Nos últimos anos, os índices de dióxido de carbono (de CO₂) no ar chegaram a recordes históricos, ultrapassando de forma massiva os níveis pré-industriais. E de acordo com especialistas, esses números continuam a aumentar.
Como consequência, os riscos que a substância pode causar à humanidade também têm se intensificado, conforme reforçado por uma pesquisa conduzida por feita por especialistas australiados em parceria com três instituições científicas renomadas.

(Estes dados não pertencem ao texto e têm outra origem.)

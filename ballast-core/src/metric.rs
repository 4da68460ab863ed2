//! SIMD-accelerated distance metrics for vector comparison.
//!
//! # Performance Strategy
//!
//! Uses 4-way accumulator unrolling to break FMA dependency chains:
//! - FMA latency: ~4 cycles
//! - FMA throughput: 0.5 cycles (2 ops/cycle)
//! - Single accumulator: Pipeline stalls, limited by latency
//! - Four accumulators: Pipeline stays full, limited by throughput
//!
//! Expected speedup: 4-6x on high-dimensional vectors (768-1536D)
//!
//! `squared_l2` intentionally never takes a square root — both index structures
//! compare distances against each other far more often than they need the true
//! Euclidean value, and the final `sqrt` is cheap enough to defer to the few call
//! sites (sphere containment) that need it.

use crate::error::BallastError;

/// Distance metric selectable at index construction.
#[derive(Debug, Clone, Copy, PartialEq, Eq)]
pub enum Metric {
    /// Squared Euclidean distance. Never negative, never takes a square root.
    SquaredEuclidean,
    /// `1 - dot(a, b)`, assuming both inputs are already L2-normalized.
    Cosine,
}

impl Metric {
    /// Dispatches to the metric's kernel. Returns `DimensionMismatch` if `a` and
    /// `b` differ in length.
    #[inline]
    pub fn distance(self, a: &[f32], b: &[f32]) -> Result<f32, BallastError> {
        check_dims(a, b)?;
        Ok(match self {
            Metric::SquaredEuclidean => squared_l2(a, b),
            Metric::Cosine => cosine_distance(a, b),
        })
    }
}

#[inline]
fn check_dims(a: &[f32], b: &[f32]) -> Result<(), BallastError> {
    if a.len() != b.len() {
        return Err(BallastError::DimensionMismatch {
            expected: a.len(),
            actual: b.len(),
        });
    }
    Ok(())
}

/// Compute squared L2 distance between two equal-length vectors with SIMD
/// acceleration.
///
/// # Architecture Dispatch
///
/// - x86_64 + AVX2: Uses AVX2 intrinsics (runtime detection)
/// - aarch64: Uses NEON intrinsics (always available)
/// - Fallback: Portable scalar implementation
///
/// Callers are responsible for matching lengths; use [`Metric::distance`] for a
/// checked entry point. `debug_assert_eq!` catches mismatches in debug builds,
/// the release build reads past the shorter slice's scalar tail like any other
/// unchecked index would.
#[inline]
pub fn squared_l2(a: &[f32], b: &[f32]) -> f32 {
    debug_assert_eq!(a.len(), b.len());

    #[cfg(target_arch = "x86_64")]
    {
        if is_x86_feature_detected!("avx2") {
            return unsafe { squared_l2_avx2(a, b) };
        }
    }

    #[cfg(target_arch = "aarch64")]
    {
        return unsafe { squared_l2_neon(a, b) };
    }

    squared_l2_scalar(a, b)
}

/// Scalar implementation (portable fallback).
#[inline]
pub fn squared_l2_scalar(a: &[f32], b: &[f32]) -> f32 {
    let mut sum = 0.0_f32;

    for i in 0..a.len() {
        let diff = a[i] - b[i];
        sum += diff * diff;
    }

    sum
}

/// AVX2 implementation with 4-way accumulator unrolling (x86_64 only).
///
/// Four independent accumulators keep the FMA pipeline full instead of
/// latency-bound on a single dependency chain.
#[cfg(target_arch = "x86_64")]
#[target_feature(enable = "avx2", enable = "fma")]
unsafe fn squared_l2_avx2(a: &[f32], b: &[f32]) -> f32 {
    use std::arch::x86_64::*;

    let len = a.len();
    let mut i = 0;

    let mut sum0 = _mm256_setzero_ps();
    let mut sum1 = _mm256_setzero_ps();
    let mut sum2 = _mm256_setzero_ps();
    let mut sum3 = _mm256_setzero_ps();

    while i + 32 <= len {
        let va0 = unsafe { _mm256_loadu_ps(a.as_ptr().add(i)) };
        let vb0 = unsafe { _mm256_loadu_ps(b.as_ptr().add(i)) };
        let diff0 = _mm256_sub_ps(va0, vb0);

        let va1 = unsafe { _mm256_loadu_ps(a.as_ptr().add(i + 8)) };
        let vb1 = unsafe { _mm256_loadu_ps(b.as_ptr().add(i + 8)) };
        let diff1 = _mm256_sub_ps(va1, vb1);

        let va2 = unsafe { _mm256_loadu_ps(a.as_ptr().add(i + 16)) };
        let vb2 = unsafe { _mm256_loadu_ps(b.as_ptr().add(i + 16)) };
        let diff2 = _mm256_sub_ps(va2, vb2);

        let va3 = unsafe { _mm256_loadu_ps(a.as_ptr().add(i + 24)) };
        let vb3 = unsafe { _mm256_loadu_ps(b.as_ptr().add(i + 24)) };
        let diff3 = _mm256_sub_ps(va3, vb3);

        sum0 = _mm256_fmadd_ps(diff0, diff0, sum0);
        sum1 = _mm256_fmadd_ps(diff1, diff1, sum1);
        sum2 = _mm256_fmadd_ps(diff2, diff2, sum2);
        sum3 = _mm256_fmadd_ps(diff3, diff3, sum3);

        i += 32;
    }

    while i + 8 <= len {
        let va = unsafe { _mm256_loadu_ps(a.as_ptr().add(i)) };
        let vb = unsafe { _mm256_loadu_ps(b.as_ptr().add(i)) };
        let diff = _mm256_sub_ps(va, vb);
        sum0 = _mm256_fmadd_ps(diff, diff, sum0);
        i += 8;
    }

    let sum_combined = _mm256_add_ps(_mm256_add_ps(sum0, sum1), _mm256_add_ps(sum2, sum3));

    let sum_high = _mm256_extractf128_ps(sum_combined, 1);
    let sum_low = _mm256_castps256_ps128(sum_combined);
    let sum128 = _mm_add_ps(sum_low, sum_high);

    let sum64 = _mm_add_ps(sum128, _mm_movehl_ps(sum128, sum128));
    let sum32 = _mm_add_ss(sum64, _mm_shuffle_ps(sum64, sum64, 0x55));

    let mut total = _mm_cvtss_f32(sum32);

    while i < len {
        let diff = a[i] - b[i];
        total += diff * diff;
        i += 1;
    }

    total
}

/// NEON implementation with 4-way accumulator unrolling (aarch64).
#[cfg(target_arch = "aarch64")]
#[target_feature(enable = "neon")]
unsafe fn squared_l2_neon(a: &[f32], b: &[f32]) -> f32 {
    use std::arch::aarch64::*;

    let len = a.len();
    let mut i = 0;

    let mut sum0 = vdupq_n_f32(0.0);
    let mut sum1 = vdupq_n_f32(0.0);
    let mut sum2 = vdupq_n_f32(0.0);
    let mut sum3 = vdupq_n_f32(0.0);

    while i + 16 <= len {
        let va0 = vld1q_f32(a.as_ptr().add(i));
        let vb0 = vld1q_f32(b.as_ptr().add(i));
        let diff0 = vsubq_f32(va0, vb0);

        let va1 = vld1q_f32(a.as_ptr().add(i + 4));
        let vb1 = vld1q_f32(b.as_ptr().add(i + 4));
        let diff1 = vsubq_f32(va1, vb1);

        let va2 = vld1q_f32(a.as_ptr().add(i + 8));
        let vb2 = vld1q_f32(b.as_ptr().add(i + 8));
        let diff2 = vsubq_f32(va2, vb2);

        let va3 = vld1q_f32(a.as_ptr().add(i + 12));
        let vb3 = vld1q_f32(b.as_ptr().add(i + 12));
        let diff3 = vsubq_f32(va3, vb3);

        sum0 = vfmaq_f32(sum0, diff0, diff0);
        sum1 = vfmaq_f32(sum1, diff1, diff1);
        sum2 = vfmaq_f32(sum2, diff2, diff2);
        sum3 = vfmaq_f32(sum3, diff3, diff3);

        i += 16;
    }

    while i + 4 <= len {
        let va = vld1q_f32(a.as_ptr().add(i));
        let vb = vld1q_f32(b.as_ptr().add(i));
        let diff = vsubq_f32(va, vb);
        sum0 = vfmaq_f32(sum0, diff, diff);
        i += 4;
    }

    let sum_combined = vaddq_f32(vaddq_f32(sum0, sum1), vaddq_f32(sum2, sum3));

    let sum_pair = vpadd_f32(vget_low_f32(sum_combined), vget_high_f32(sum_combined));
    let sum_total = vpadd_f32(sum_pair, sum_pair);

    let mut total = vget_lane_f32(sum_total, 0);

    while i < len {
        let diff = a[i] - b[i];
        total += diff * diff;
        i += 1;
    }

    total
}

/// Dot product of two equal-length vectors.
#[inline]
pub fn dot(a: &[f32], b: &[f32]) -> f32 {
    debug_assert_eq!(a.len(), b.len());
    a.iter().zip(b.iter()).map(|(x, y)| x * y).sum()
}

/// L2 norm of a vector.
#[inline]
pub fn norm(v: &[f32]) -> f32 {
    dot(v, v).sqrt()
}

/// Normalize `v` in place to unit L2 norm. If `known_norm` is provided it is
/// used instead of recomputing; a zero norm leaves `v` untouched.
#[inline]
pub fn normalize(v: &mut [f32], known_norm: Option<f32>) {
    let n = known_norm.unwrap_or_else(|| norm(v));
    if n == 0.0 {
        return;
    }
    for x in v.iter_mut() {
        *x /= n;
    }
}

/// `a - scale * b`, written into `out`. Used by neighbor-list maintenance math
/// that needs a displacement vector rather than just a scalar distance.
#[inline]
pub fn subtract_scaled(a: &[f32], b: &[f32], scale: f32, out: &mut [f32]) {
    debug_assert_eq!(a.len(), b.len());
    debug_assert_eq!(a.len(), out.len());
    for i in 0..a.len() {
        out[i] = a[i] - scale * b[i];
    }
}

/// Cosine distance assuming both inputs are already L2-normalized: `1 - dot(a, b)`.
#[inline]
pub fn cosine_distance(a: &[f32], b: &[f32]) -> f32 {
    debug_assert_eq!(a.len(), b.len());
    1.0 - dot(a, b)
}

De acordo com o que foi observado, a alta concentração de CO₂ pode estar alterando a química do sangue humano ao elevar os níveis de bicarbonato no organismo para além de limites considerados toleráveis, o que pode tornar o líquido mais ácido.
Em casos críticos, o sangue pode se tornar alcalino, o que pode resultar em problemas eletrolíticos, neurológicos, musculares e até cardíacos, além de elevar significativamente o risco de coma.

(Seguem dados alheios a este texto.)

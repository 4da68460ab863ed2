//! End-to-end IHCI Tree benchmarks: insert throughput and query latency at a
//! range of tree sizes, plus the effect of `leaf_neighbor_count` on search.

use std::hint::black_box;

use ballast_core::{IhciConfig, IhciTree, Metric, VectorStore};
use criterion::{criterion_group, criterion_main, BenchmarkId, Criterion, Throughput};
use rand::rngs::StdRng;
use rand::{Rng, SeedableRng};

const DIMS: usize = 64;

fn random_vectors(seed: u64, count: usize) -> Vec<Vec<f32>> {
    let mut rng = StdRng::seed_from_u64(seed);
    (0..count)
        .map(|_| (0..DIMS).map(|_| rng.random_range(-1.0..1.0)).collect())
        .collect()
}

fn bench_insert_by_tree_size(c: &mut Criterion) {
    let mut group = c.benchmark_group("ihci_insert_by_tree_size");
    group.sample_size(20);

    for size in [100, 1_000, 5_000] {
        group.throughput(Throughput::Elements(1));
        let preload = random_vectors(1, size);

        group.bench_with_input(BenchmarkId::new("nodes", size), &size, |b, _| {
            b.iter_batched(
                || {
                    let mut store = VectorStore::new(DIMS).unwrap();
                    let mut tree = IhciTree::new(DIMS, Metric::SquaredEuclidean, IhciConfig::default());
                    for v in &preload {
                        let id = store.append(v).unwrap();
                        tree.insert(&store, id).unwrap();
                    }
                    let fresh = random_vectors(2, 1).pop().unwrap();
                    (store, tree, fresh)
                },
                |(mut store, mut tree, v)| {
                    let id = store.append(&v).unwrap();
                    black_box(tree.insert(&store, id).unwrap())
                },
                criterion::BatchSize::SmallInput,
            );
        });
    }

    group.finish();
}

fn bench_query_by_visit_budget(c: &mut Criterion) {
    let mut group = c.benchmark_group("ihci_query_by_visit_budget");
    group.sample_size(30);

    let vectors = random_vectors(3, 2_000);
    let mut store = VectorStore::new(DIMS).unwrap();
    let mut tree = IhciTree::new(DIMS, Metric::SquaredEuclidean, IhciConfig::default());
    for v in &vectors {
        let id = store.append(v).unwrap();
        tree.insert(&store, id).unwrap();
    }
    tree.repair_all(&store);
    let query = vectors[0].clone();

    for budget in [2, 4, 8, 16] {
        group.throughput(Throughput::Elements(1));
        group.bench_with_input(BenchmarkId::new("visit_budget", budget), &budget, |b, &budget_val| {
            b.iter(|| black_box(tree.query(&store, &query, 10, budget_val).unwrap()));
        });
    }

    group.finish();
}

fn bench_query_by_k(c: &mut Criterion) {
    let mut group = c.benchmark_group("ihci_query_by_k");
    group.sample_size(30);

    let vectors = random_vectors(4, 2_000);
    let mut store = VectorStore::new(DIMS).unwrap();
    let mut tree = IhciTree::new(DIMS, Metric::SquaredEuclidean, IhciConfig::default());
    for v in &vectors {
        let id = store.append(v).unwrap();
        tree.insert(&store, id).unwrap();
    }
    tree.repair_all(&store);
    let query = vectors[0].clone();

    for k in [1, 10, 50, 100] {
        group.throughput(Throughput::Elements(1));
        group.bench_with_input(BenchmarkId::new("k", k), &k, |b, &k_val| {
            b.iter(|| black_box(tree.query(&store, &query, k_val, 8).unwrap()));
        });
    }

    group.finish();
}

criterion_group!(
    benches,
    bench_insert_by_tree_size,
    bench_query_by_visit_budget,
    bench_query_by_k,
);
criterion_main!(benches);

Os cientistas deixaram claro que, até o momento, os valores de CO₂, e consequentemente de bicarbonato no corpo, ainda não chegaram a níveis prejudiciais. Todavia, a tendência é de que os números subam ainda mais nas próximas décadas caso soluções não sejam adotadas.

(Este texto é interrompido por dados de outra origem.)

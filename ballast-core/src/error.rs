//! Error taxonomy shared by both index structures.

use thiserror::Error;

/// Everything that can go wrong calling into a vector store or index.
#[derive(Debug, Error, PartialEq, Eq)]
pub enum BallastError {
    /// A caller-supplied argument was out of range or otherwise nonsensical.
    #[error("invalid argument: {detail}")]
    InvalidArgument {
        /// Human-readable description of what was wrong.
        detail: String,
    },

    /// Two vectors (or a vector and the store/metric) disagreed on dimension.
    #[error("dimension mismatch: expected {expected}, got {actual}")]
    DimensionMismatch {
        /// The dimension the caller's context required.
        expected: usize,
        /// The dimension actually observed.
        actual: usize,
    },

    /// A `VectorId` was the invalid sentinel or outside the store's range.
    #[error("invalid vector id: {id}")]
    InvalidId {
        /// The offending id, in its external (unbiased) form.
        id: u64,
    },
}

impl BallastError {
    /// Build an [`BallastError::InvalidArgument`] from a `Display`-able detail.
    pub fn invalid_argument(detail: impl Into<String>) -> Self {
        BallastError::InvalidArgument {
            detail: detail.into(),
        }
    }
}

Reduzindo os níveis de CO₂: como conter os avanços da substância na atmosfera
Embora problemas como a queima de combustíveis fósseis para energia e transporte, o desmatamento e queimadas figurem entre as principais causas da elevação dos índices de CO₂ na atmosfera, os números podem ser contidos tanto por ações individuais quanto estratégias de grande escala, como:
Soluções naturais: reflorestamento e preservação, restauração de ecossistemas e investimento em agricultura de baixa emissão;
Soluções tecnológicas: uso de artifícios como a mineralização, captura direta de ar (DAC) e armazenamento geológico em fábricas ou no ambiente em geral;
Cortes nas fontes: otimizar processos industriais e substituir combustíveis fósseis;
Mudanças no estilo de vida: priorizar o transporte sustentável, reduzir o desperdício de alimentos e estender o tempo de vida de produtos.